The Washington Post first reported HUD’s decision to ask AFGE to leave federal facilities for all union activity.
Other unions facing changes
Management at HHS and SSA also are asking for changes to current contracts. The Washington Post reported SSA wants to renegotiate 21 separate issues with AFGE, while HHS told the National Treasury Employees Union that the union must start paying rent for office space in federal facilities.
“There’s nothing [in the EO] that allows an agency to today go to the union and say, ‘OK, under the contract, we’ve been giving you free office space. You have to start paying rent on it starting next week,’” said Bill Wiley, former chief counsel to the chairman of the Merit Systems Protection Board and now attorney and co-founder of the Federal Law Training Group.

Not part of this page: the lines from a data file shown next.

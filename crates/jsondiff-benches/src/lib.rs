//! Benchmark corpora for `jsondiff`.
//!
//! Each corpus deterministically builds a pair of documents shaped like a
//! workload the diff engine is expected to handle: wide records with
//! scattered edits, deep configuration trees and keyed items that move
//! between containers.
//!
//! # Examples
//!
//! ```
//! use jsondiff_benches::available_corpora;
//! use jsondiff_core::DiffOptions;
//!
//! let corpus = available_corpora().iter().find(|c| c.name() == "config-drift").unwrap();
//! let dataset = corpus.load()?;
//! let patch = dataset.diff(&DiffOptions::default())?;
//! assert!(!patch.is_empty());
//! # Ok::<(), Box<dyn std::error::Error>>(())
//! ```
#![forbid(unsafe_code)]
#![warn(missing_docs)]

use jsondiff_core::{CanonicalizeError, DiffError, DiffOptions, Node, Patch};
use serde_json::{json, Value as JsonValue};

/// A named generator for a pair of documents.
#[derive(Debug)]
pub struct Corpus {
    name: &'static str,
    description: &'static str,
    build: fn() -> (JsonValue, JsonValue),
}

impl Corpus {
    /// Short identifier used as the benchmark id.
    #[must_use]
    pub fn name(&self) -> &'static str {
        self.name
    }

    /// One-line summary of the workload.
    #[must_use]
    pub fn description(&self) -> &'static str {
        self.description
    }

    /// Builds the documents.
    pub fn load(&self) -> Result<Dataset, CanonicalizeError> {
        let (before, after) = (self.build)();
        let bytes = before.to_string().len() + after.to_string().len();
        Ok(Dataset { before: Node::from_json_value(before)?, after: Node::from_json_value(after)?, bytes })
    }
}

/// A loaded pair of documents.
#[derive(Clone, Debug)]
pub struct Dataset {
    before: Node,
    after: Node,
    bytes: usize,
}

impl Dataset {
    /// The source document.
    #[must_use]
    pub fn before(&self) -> &Node {
        &self.before
    }

    /// The target document.
    #[must_use]
    pub fn after(&self) -> &Node {
        &self.after
    }

    /// Combined size of both documents as compact JSON.
    #[must_use]
    pub fn fixture_bytes(&self) -> usize {
        self.bytes
    }

    /// Diffs `before` against `after`.
    pub fn diff(&self, options: &DiffOptions) -> Result<Patch, DiffError> {
        self.before.diff(&self.after, options)
    }
}

static CORPORA: [Corpus; 3] = [
    Corpus {
        name: "wide-records",
        description: "2000 flat records, every seventh one edited",
        build: wide_records,
    },
    Corpus {
        name: "config-drift",
        description: "deep configuration tree where whole sections change",
        build: config_drift,
    },
    Corpus {
        name: "relocated-items",
        description: "keyed items moved and duplicated between buckets",
        build: relocated_items,
    },
];

/// Returns every registered corpus.
#[must_use]
pub fn available_corpora() -> &'static [Corpus] {
    &CORPORA
}

fn record(id: usize, revision: usize) -> JsonValue {
    json!({
        "id": id,
        "name": format!("record-{id}"),
        "active": id % 3 != 0,
        "score": (id * 37 + revision) % 101,
        "tags": [format!("t{}", id % 5), format!("t{}", (id + revision) % 7)],
    })
}

fn wide_records() -> (JsonValue, JsonValue) {
    let before: Vec<_> = (0..2000).map(|id| record(id, 0)).collect();
    let after: Vec<_> = (0..2000).map(|id| record(id, usize::from(id % 7 == 0))).collect();
    (JsonValue::Array(before), JsonValue::Array(after))
}

fn section(depth: usize, seed: usize) -> JsonValue {
    if depth == 0 {
        return json!({ "enabled": seed % 2 == 0, "limit": seed * 10, "label": format!("leaf-{seed}") });
    }
    let mut map = serde_json::Map::new();
    for branch in 0..4 {
        map.insert(format!("s{branch}"), section(depth - 1, seed * 4 + branch));
    }
    JsonValue::Object(map)
}

fn config_drift() -> (JsonValue, JsonValue) {
    let before = section(5, 1);
    let mut after = before.clone();
    for branch in ["s0", "s2"] {
        if let Some(target) = after.get_mut(branch).and_then(|node| node.get_mut("s1")) {
            *target = section(3, 9000);
        }
    }
    (before, after)
}

fn relocated_items() -> (JsonValue, JsonValue) {
    let item = |id: usize| json!({ "sku": format!("sku-{id:04}"), "qty": id % 9, "dims": [id % 4, id % 5, id % 6] });
    let keyed = |ids: &mut dyn Iterator<Item = usize>| -> serde_json::Map<String, JsonValue> {
        ids.map(|id| (format!("sku-{id:04}"), item(id))).collect()
    };
    let bucket = JsonValue::Array((300..600).map(item).collect());

    let stocked = keyed(&mut (0..300_usize));
    let before = json!({ "a": stocked, "b": bucket.clone(), "c": {} });

    let mut relocated = serde_json::Map::new();
    for id in (0..300).filter(|id| id % 10 == 0) {
        relocated.insert(format!("moved-{id:04}"), item(id));
    }
    for id in (0..300).filter(|id| id % 25 == 1) {
        relocated.insert(format!("copy-{id:04}"), item(id));
    }
    let remaining = keyed(&mut (0..300_usize).filter(|id| id % 10 != 0));
    let after = json!({ "a": remaining, "b": bucket, "c": relocated });
    (before, after)
}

He spoke with Federal News Radio soon after the White House released the EOs in May.
“In other words, management is bound by what it has in current agreements, but as those agreements expire or if there’s a midterm re-opener to an agreement, the executive order is saying … management is supposed to refuse to agree to any union proposal that would provide the union, for example, free office space,” Wiley said.
The decision by HUD, and possibly HHS and SSA, to begin implementing the EOs ahead of negotiations comes as data from the Office of Personnel Management shows most agencies already meet the requirements of the president’s mandate.
The EO mandates employees spend no more than one hour per employee per year.
AFGE’s Salamido said the union is considering its options for how to address HUD’s mid-term renegotiation proposals. She said there is concern that the Trump administration is closing down avenues of recourse for federal unions.
“Under the Federal Labor Relations statute, the FLRA can only issue a complaint for unfair labor practices like these through its general counsel. The Trump administration has deliberately refused to appoint a general counsel to the FLRA since early 2017,” Salamido said. “It’s deliberate, and it undermines the whole statutory scheme. The agency knows this, so they feel they can blatantly violate the Federal Labor Relations statute. There is a lawsuit pending on just this issue – whether the union has basically exhausted its administrative remedies at the FLRA because there is no general counsel there to issue complaints (by design).”